There is one span to output from the data below: the lines starting at the line with "filename crates/fos-visibility/src/host.rs" and ending at the line with "fn client_rect(&self, node: Self::Node)". Output it exactly, ends included, nothing more.

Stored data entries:
###

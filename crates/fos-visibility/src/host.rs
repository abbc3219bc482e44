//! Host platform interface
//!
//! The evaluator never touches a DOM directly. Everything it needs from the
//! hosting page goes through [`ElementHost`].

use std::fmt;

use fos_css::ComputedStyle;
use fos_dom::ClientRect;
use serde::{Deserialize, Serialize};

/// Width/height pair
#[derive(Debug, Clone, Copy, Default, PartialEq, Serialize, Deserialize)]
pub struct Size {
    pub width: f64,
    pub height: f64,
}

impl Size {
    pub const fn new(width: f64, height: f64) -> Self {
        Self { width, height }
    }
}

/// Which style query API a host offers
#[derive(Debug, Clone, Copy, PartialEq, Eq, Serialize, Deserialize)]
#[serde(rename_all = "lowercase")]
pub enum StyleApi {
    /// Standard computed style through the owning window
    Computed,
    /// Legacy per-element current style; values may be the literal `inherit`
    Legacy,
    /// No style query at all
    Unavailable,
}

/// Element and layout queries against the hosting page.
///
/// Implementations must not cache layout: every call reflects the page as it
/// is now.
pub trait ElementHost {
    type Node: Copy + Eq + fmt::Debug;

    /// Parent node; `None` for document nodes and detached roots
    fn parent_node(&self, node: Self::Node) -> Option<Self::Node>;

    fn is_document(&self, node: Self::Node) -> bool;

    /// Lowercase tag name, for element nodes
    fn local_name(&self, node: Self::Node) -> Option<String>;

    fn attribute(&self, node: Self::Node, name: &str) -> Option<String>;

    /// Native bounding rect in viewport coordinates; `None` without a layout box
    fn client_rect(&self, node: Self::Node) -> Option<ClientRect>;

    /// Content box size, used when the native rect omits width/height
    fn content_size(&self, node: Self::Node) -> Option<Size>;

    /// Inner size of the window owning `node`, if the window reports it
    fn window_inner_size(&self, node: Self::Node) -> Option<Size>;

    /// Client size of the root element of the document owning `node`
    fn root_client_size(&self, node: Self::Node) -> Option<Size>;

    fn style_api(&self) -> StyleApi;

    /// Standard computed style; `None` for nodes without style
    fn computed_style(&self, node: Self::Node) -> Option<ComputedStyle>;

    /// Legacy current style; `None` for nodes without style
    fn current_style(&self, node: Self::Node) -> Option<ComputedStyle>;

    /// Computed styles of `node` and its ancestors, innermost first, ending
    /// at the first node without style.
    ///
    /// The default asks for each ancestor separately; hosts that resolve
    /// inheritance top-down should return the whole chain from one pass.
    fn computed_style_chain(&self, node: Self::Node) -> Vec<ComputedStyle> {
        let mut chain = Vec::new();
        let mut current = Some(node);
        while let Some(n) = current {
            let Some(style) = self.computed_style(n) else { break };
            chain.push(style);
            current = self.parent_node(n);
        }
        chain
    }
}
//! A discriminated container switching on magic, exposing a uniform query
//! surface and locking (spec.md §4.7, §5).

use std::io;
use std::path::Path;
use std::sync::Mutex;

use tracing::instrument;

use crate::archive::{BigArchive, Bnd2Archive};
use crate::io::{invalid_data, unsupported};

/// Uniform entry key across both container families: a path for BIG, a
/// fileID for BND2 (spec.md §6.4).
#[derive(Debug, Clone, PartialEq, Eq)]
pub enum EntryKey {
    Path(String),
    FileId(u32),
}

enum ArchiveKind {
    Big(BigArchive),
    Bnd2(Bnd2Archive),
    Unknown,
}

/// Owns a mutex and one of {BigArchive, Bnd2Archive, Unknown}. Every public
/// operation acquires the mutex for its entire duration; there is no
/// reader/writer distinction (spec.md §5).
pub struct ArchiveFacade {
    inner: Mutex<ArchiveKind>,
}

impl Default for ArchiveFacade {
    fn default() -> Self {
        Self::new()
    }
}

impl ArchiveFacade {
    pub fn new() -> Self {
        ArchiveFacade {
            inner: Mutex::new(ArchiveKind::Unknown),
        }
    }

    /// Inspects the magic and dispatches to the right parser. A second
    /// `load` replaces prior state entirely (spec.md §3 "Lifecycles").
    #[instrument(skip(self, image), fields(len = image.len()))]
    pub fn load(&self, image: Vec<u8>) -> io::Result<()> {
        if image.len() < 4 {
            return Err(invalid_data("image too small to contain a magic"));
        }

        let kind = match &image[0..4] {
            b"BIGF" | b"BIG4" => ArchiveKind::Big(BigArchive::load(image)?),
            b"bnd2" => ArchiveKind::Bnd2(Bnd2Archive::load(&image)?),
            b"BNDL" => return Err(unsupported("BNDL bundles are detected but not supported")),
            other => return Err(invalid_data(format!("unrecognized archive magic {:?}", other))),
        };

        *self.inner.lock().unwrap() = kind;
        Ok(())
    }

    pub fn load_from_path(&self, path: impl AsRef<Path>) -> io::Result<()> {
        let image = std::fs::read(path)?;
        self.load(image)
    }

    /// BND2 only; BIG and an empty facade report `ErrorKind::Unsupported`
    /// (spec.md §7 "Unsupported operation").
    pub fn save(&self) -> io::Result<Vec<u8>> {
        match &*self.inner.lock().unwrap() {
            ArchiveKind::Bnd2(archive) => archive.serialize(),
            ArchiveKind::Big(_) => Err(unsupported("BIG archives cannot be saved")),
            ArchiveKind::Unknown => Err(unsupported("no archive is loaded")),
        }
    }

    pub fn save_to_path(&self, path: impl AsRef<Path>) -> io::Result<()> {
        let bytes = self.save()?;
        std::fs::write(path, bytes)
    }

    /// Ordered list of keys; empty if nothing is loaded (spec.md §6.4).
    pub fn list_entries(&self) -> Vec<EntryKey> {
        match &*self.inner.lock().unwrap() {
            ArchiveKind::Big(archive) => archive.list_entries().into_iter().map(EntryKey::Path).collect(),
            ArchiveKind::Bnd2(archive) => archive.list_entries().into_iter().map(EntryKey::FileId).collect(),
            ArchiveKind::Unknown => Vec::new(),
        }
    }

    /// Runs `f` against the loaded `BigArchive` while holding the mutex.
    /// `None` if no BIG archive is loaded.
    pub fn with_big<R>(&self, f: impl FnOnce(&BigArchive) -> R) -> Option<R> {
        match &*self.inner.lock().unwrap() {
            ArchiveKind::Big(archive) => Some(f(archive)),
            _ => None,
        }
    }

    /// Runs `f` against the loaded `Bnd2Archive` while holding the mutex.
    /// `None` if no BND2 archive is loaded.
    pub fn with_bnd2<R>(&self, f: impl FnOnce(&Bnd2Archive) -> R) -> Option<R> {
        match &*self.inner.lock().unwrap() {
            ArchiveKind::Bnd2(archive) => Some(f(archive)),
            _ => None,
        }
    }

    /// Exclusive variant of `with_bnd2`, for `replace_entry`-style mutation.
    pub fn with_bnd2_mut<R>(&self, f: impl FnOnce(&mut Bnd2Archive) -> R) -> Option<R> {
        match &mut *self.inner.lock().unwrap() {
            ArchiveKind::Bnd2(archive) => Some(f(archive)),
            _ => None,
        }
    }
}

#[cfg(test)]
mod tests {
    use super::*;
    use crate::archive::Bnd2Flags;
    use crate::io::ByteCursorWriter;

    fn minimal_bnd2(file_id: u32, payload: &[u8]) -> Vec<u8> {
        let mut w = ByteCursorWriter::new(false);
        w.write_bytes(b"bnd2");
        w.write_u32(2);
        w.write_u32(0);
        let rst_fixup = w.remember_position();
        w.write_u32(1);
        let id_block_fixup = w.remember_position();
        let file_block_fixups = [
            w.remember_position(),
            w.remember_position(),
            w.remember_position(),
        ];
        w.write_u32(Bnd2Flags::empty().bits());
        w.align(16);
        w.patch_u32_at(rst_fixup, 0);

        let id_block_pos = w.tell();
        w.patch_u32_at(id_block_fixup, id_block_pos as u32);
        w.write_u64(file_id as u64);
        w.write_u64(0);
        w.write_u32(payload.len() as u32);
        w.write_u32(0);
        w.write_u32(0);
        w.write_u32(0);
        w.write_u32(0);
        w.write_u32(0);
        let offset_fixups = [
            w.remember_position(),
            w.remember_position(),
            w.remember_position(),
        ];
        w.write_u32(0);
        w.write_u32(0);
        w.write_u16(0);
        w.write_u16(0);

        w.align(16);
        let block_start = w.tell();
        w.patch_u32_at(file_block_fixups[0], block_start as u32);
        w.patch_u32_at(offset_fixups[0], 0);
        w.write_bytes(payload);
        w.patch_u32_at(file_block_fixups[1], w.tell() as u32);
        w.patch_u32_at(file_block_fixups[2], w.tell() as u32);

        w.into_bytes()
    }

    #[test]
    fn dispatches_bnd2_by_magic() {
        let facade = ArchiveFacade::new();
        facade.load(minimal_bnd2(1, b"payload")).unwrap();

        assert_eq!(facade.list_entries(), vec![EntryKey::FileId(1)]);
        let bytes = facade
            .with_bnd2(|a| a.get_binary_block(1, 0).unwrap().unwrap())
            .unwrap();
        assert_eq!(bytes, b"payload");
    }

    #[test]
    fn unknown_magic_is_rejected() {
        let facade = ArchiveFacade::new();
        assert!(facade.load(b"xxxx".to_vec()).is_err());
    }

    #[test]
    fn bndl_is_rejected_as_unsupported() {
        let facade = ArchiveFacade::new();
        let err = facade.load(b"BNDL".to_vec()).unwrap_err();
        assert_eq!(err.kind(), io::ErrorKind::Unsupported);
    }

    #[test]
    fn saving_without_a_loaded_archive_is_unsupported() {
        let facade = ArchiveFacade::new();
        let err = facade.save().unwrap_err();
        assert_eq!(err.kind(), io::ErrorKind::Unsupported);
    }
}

###

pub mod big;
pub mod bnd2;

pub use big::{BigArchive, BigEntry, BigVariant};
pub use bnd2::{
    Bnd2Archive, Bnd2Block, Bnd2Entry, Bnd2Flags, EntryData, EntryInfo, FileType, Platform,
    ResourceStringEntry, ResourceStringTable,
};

###

* Response to this task:
filename crates/fos-visibility/src/host.rs
repository abbc3219bc482e44
//! Host platform interface
//!
//! The evaluator never touches a DOM directly. Everything it needs from the
//! hosting page goes through [`ElementHost`].

use std::fmt;

use fos_css::ComputedStyle;
use fos_dom::ClientRect;
use serde::{Deserialize, Serialize};

/// Width/height pair
#[derive(Debug, Clone, Copy, Default, PartialEq, Serialize, Deserialize)]
pub struct Size {
    pub width: f64,
    pub height: f64,
}

impl Size {
    pub const fn new(width: f64, height: f64) -> Self {
        Self { width, height }
    }
}

/// Which style query API a host offers
#[derive(Debug, Clone, Copy, PartialEq, Eq, Serialize, Deserialize)]
#[serde(rename_all = "lowercase")]
pub enum StyleApi {
    /// Standard computed style through the owning window
    Computed,
    /// Legacy per-element current style; values may be the literal `inherit`
    Legacy,
    /// No style query at all
    Unavailable,
}

/// Element and layout queries against the hosting page.
///
/// Implementations must not cache layout: every call reflects the page as it
/// is now.
pub trait ElementHost {
    type Node: Copy + Eq + fmt::Debug;

    /// Parent node; `None` for document nodes and detached roots
    fn parent_node(&self, node: Self::Node) -> Option<Self::Node>;

    fn is_document(&self, node: Self::Node) -> bool;

    /// Lowercase tag name, for element nodes
    fn local_name(&self, node: Self::Node) -> Option<String>;

    fn attribute(&self, node: Self::Node, name: &str) -> Option<String>;

    /// Native bounding rect in viewport coordinates; `None` without a layout box
    fn client_rect(&self, node: Self::Node) -> Option<ClientRect>;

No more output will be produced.